▸ **ACTIVITY**: Wherever "joined" occurs in the entries, copy the line that holds it.
(MATERIAL TO PROCESS Opens)
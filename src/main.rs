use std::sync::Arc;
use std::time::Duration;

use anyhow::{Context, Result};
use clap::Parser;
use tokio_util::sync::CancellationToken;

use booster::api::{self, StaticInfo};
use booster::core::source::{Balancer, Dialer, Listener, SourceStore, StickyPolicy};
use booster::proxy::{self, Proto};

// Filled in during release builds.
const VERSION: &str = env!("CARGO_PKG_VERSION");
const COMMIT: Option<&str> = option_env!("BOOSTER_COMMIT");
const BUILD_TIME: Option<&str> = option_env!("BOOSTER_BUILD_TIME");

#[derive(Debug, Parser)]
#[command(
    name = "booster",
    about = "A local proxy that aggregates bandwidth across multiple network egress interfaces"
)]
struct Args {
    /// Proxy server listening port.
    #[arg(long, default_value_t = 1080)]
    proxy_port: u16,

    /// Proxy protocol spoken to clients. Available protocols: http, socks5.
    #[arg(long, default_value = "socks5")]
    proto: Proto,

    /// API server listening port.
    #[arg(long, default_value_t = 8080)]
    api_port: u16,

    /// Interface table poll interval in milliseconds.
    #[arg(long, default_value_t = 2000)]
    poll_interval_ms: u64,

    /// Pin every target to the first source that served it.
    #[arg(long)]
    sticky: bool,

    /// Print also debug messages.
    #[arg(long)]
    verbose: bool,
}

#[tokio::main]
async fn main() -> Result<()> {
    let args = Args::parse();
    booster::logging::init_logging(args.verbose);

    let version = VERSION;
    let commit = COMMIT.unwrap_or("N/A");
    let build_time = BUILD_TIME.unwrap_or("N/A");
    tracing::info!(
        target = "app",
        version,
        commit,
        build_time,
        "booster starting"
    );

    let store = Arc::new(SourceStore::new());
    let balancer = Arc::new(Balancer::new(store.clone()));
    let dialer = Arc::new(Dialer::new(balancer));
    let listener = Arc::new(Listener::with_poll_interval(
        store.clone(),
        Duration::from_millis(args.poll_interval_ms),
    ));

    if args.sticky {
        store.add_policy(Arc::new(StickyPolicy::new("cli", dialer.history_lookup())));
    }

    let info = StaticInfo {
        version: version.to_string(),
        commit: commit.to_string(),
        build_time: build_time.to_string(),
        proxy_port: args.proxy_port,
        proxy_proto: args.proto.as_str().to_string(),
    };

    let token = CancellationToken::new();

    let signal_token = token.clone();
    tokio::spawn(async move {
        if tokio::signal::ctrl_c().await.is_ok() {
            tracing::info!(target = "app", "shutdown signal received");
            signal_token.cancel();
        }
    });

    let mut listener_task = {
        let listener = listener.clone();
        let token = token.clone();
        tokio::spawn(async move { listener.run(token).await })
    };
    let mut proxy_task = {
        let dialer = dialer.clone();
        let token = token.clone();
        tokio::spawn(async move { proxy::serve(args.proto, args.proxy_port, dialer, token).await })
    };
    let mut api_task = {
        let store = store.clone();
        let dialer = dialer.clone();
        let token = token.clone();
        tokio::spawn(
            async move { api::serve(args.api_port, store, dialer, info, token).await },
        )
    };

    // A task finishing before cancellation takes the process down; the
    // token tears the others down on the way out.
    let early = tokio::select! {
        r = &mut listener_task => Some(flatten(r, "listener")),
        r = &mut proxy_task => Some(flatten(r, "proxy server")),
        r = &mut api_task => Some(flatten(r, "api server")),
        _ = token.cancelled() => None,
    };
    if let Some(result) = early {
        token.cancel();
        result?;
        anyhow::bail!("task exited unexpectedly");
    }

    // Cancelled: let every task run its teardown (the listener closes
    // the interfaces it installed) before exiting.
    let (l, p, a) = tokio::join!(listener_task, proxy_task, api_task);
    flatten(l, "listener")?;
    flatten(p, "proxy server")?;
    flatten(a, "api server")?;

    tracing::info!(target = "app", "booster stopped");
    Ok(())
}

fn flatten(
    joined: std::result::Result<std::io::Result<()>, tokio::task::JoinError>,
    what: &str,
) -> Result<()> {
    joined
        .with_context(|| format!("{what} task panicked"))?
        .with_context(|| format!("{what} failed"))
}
(MATERIAL TO PROCESS Closes)
(MATERIAL TO PROCESS Opens)
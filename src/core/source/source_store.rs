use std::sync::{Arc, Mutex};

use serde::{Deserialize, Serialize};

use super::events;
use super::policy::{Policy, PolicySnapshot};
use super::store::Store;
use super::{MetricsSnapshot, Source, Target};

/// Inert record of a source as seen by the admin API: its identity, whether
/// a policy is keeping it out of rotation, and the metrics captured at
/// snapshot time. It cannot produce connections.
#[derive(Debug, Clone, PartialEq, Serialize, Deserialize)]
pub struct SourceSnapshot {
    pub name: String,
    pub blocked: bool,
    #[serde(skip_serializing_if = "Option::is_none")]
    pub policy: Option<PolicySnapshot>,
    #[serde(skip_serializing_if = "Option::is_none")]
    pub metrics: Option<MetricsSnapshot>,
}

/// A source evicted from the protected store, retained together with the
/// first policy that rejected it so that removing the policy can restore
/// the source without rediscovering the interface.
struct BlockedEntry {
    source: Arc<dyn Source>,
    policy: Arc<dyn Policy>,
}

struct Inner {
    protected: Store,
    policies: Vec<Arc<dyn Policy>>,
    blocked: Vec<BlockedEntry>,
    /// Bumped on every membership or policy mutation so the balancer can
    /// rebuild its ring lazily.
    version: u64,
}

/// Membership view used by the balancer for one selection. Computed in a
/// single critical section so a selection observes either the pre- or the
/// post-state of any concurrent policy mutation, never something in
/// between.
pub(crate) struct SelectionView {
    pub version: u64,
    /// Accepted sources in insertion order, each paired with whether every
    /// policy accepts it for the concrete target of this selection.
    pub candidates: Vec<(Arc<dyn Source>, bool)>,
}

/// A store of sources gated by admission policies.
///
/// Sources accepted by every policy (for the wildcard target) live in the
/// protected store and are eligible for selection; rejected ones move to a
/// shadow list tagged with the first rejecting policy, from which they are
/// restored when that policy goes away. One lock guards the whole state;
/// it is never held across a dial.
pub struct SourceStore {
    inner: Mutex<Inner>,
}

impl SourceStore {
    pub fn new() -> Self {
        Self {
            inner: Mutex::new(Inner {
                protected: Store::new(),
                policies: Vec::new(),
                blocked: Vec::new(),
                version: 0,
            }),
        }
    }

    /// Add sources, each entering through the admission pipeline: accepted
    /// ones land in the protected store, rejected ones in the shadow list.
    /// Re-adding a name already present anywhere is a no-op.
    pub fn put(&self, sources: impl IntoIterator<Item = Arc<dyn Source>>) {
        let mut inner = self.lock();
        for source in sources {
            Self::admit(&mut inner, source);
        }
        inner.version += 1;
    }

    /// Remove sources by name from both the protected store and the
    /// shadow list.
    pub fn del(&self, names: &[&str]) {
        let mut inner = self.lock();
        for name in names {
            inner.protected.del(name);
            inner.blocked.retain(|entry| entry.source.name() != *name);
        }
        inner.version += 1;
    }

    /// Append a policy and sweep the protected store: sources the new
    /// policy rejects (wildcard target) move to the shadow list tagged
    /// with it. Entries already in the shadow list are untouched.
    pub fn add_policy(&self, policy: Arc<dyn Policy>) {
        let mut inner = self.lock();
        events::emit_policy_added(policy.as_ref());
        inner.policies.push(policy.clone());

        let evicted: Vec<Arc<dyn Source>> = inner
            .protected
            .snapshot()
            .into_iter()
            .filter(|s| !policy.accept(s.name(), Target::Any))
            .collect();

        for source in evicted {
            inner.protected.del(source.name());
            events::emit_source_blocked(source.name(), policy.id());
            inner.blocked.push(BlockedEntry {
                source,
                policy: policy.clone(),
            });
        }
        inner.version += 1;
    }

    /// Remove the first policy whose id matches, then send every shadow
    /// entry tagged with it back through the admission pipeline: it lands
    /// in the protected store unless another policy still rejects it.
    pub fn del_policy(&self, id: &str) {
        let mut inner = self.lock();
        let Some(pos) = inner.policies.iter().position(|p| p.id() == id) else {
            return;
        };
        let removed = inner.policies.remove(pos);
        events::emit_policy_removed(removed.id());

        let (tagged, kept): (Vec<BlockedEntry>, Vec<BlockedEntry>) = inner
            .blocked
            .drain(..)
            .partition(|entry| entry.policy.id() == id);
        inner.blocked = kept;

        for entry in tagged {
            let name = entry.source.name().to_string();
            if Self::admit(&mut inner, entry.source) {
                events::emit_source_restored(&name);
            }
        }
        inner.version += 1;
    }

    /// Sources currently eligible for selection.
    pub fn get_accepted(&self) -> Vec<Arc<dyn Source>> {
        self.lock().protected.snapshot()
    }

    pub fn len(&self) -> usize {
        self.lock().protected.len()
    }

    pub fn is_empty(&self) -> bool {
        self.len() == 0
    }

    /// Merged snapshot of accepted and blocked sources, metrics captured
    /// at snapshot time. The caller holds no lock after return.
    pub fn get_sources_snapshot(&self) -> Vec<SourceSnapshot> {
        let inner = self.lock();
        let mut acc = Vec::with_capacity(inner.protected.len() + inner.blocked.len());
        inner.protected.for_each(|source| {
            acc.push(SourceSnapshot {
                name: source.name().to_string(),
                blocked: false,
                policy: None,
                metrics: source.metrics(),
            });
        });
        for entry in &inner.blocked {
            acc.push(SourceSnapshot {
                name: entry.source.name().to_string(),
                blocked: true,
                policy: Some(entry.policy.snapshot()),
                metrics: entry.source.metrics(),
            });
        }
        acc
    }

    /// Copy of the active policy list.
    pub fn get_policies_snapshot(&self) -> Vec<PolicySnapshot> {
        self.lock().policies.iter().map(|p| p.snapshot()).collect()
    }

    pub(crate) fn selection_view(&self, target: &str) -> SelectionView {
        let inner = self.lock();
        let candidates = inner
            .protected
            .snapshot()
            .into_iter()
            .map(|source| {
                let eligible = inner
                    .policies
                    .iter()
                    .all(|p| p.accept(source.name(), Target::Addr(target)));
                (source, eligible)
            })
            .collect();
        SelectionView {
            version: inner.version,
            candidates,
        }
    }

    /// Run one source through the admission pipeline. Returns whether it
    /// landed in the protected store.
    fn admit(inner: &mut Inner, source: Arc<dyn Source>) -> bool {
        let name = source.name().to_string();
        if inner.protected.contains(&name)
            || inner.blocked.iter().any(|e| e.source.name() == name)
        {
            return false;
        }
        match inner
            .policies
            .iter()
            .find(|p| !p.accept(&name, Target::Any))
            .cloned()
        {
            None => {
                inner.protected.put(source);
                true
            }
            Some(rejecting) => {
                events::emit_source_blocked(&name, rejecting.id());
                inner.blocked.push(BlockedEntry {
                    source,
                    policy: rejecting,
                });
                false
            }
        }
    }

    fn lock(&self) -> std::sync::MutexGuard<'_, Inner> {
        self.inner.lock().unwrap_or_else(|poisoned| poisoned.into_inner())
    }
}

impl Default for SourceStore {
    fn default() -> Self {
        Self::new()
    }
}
(MATERIAL TO PROCESS Closes)
▸ **EXERCISE RESULT**:
    joined: std::result::Result<std::io::Result<()>, tokio::task::JoinError>,
    joined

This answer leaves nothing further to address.